WHAT IS REQUIRED. Repeat nothing but the lines below running from the one containing "repository e49f43f941a493db" to the one containing "pub use producto::*;". Keep both end lines.
◇ ◇ ◇ ◇ ◇
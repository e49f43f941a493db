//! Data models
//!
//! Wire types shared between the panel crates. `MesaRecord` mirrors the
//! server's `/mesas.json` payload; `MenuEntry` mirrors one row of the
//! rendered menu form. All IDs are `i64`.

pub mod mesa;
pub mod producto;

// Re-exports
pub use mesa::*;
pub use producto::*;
◇ ◇ ◇ ◇ ◇
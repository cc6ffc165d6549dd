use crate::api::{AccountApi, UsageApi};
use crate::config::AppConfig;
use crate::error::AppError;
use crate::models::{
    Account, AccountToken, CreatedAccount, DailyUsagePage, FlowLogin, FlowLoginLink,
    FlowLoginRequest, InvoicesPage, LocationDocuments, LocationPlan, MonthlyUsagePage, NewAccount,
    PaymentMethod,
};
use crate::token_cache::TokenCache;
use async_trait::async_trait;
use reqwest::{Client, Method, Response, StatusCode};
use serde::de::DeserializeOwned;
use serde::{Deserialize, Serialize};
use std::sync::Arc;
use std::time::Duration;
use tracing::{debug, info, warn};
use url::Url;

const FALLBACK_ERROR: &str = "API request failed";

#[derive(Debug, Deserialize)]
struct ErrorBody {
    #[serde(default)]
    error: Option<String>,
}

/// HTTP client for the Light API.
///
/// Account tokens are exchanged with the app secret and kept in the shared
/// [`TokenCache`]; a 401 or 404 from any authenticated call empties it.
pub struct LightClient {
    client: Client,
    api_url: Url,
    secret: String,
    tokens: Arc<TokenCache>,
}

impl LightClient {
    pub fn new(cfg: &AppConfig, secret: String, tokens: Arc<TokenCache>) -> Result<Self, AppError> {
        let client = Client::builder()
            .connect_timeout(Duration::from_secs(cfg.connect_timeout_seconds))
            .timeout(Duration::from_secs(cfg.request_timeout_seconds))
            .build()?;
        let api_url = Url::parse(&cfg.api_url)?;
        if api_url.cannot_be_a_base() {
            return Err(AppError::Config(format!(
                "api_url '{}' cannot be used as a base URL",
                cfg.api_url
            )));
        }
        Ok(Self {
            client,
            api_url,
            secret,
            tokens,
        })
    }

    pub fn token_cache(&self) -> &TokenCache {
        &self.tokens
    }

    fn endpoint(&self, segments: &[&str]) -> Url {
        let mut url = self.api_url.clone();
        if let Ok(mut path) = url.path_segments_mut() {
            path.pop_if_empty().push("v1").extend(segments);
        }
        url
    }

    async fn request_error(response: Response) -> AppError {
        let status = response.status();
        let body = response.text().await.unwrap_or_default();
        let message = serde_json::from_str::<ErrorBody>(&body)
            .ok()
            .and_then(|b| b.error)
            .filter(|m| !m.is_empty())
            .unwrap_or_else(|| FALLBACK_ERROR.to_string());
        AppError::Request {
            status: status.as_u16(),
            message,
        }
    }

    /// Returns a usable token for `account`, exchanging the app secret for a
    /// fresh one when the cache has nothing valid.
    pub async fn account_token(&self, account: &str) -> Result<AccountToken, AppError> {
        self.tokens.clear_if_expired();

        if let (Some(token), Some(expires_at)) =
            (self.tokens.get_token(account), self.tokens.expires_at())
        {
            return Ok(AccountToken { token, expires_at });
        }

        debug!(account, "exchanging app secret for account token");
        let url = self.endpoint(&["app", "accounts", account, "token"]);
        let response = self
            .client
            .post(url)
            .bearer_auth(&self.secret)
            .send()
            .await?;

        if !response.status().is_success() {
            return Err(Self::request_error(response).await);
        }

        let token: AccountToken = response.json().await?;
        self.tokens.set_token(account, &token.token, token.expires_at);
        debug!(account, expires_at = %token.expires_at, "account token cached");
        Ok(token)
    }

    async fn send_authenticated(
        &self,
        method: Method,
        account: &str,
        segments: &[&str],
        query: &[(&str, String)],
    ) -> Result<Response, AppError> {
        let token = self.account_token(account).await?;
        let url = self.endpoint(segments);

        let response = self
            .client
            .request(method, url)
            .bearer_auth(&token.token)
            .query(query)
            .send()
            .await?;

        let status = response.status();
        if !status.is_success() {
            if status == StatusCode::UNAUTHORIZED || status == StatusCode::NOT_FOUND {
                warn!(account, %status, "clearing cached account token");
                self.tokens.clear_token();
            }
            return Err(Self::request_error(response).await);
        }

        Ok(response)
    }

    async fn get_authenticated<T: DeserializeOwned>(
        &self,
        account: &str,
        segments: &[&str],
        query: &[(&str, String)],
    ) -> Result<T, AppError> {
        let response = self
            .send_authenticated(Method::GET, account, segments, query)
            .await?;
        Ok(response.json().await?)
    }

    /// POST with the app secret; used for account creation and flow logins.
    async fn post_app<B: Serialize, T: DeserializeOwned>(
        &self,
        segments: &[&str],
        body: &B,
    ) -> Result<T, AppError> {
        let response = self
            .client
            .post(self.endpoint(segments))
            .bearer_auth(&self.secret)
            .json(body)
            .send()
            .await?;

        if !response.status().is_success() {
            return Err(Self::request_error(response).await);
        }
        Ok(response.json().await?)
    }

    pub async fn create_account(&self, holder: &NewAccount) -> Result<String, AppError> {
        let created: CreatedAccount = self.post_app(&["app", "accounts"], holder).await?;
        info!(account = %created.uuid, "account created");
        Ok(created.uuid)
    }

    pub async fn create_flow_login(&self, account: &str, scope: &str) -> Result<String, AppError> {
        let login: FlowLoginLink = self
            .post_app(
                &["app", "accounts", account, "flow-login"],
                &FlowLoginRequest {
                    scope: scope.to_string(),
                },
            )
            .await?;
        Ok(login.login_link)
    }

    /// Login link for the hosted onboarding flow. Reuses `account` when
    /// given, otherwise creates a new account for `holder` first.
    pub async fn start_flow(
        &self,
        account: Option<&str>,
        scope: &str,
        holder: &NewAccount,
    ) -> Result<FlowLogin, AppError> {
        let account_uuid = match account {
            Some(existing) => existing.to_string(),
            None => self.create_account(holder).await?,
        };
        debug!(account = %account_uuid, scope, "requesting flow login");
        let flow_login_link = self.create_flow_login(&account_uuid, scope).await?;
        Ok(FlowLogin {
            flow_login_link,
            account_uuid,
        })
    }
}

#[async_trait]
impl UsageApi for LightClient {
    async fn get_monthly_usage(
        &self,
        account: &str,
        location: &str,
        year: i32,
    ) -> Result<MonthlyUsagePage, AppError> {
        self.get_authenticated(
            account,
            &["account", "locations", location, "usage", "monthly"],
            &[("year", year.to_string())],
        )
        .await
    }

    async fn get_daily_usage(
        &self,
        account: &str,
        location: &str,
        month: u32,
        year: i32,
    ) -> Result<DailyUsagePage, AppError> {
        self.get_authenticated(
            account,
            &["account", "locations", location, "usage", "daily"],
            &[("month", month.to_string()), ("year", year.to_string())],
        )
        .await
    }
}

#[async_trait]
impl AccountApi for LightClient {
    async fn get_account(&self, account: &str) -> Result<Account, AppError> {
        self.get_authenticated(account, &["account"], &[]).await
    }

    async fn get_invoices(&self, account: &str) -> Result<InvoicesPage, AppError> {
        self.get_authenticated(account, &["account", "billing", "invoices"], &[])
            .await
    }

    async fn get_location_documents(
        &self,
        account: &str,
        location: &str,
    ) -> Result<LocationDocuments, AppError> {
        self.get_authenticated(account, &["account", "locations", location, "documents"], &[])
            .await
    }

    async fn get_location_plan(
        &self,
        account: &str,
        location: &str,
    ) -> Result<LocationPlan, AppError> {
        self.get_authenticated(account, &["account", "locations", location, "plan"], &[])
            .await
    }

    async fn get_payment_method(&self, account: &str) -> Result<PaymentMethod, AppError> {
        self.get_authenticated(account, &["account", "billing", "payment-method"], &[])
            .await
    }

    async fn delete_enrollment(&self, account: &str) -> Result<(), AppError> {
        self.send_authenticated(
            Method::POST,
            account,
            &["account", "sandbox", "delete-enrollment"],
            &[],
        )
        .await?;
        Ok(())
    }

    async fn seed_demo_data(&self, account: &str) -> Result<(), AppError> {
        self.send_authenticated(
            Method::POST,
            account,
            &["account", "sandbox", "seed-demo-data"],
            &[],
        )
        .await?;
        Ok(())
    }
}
◇ ◇ ◇ ◇ ◇
RESULT OF THE EXERCISE.
repository e49f43f941a493db
//! Data models
//!
//! Wire types shared between the panel crates. `MesaRecord` mirrors the
//! server's `/mesas.json` payload; `MenuEntry` mirrors one row of the
//! rendered menu form. All IDs are `i64`.

pub mod mesa;
pub mod producto;

// Re-exports
pub use mesa::*;
pub use producto::*;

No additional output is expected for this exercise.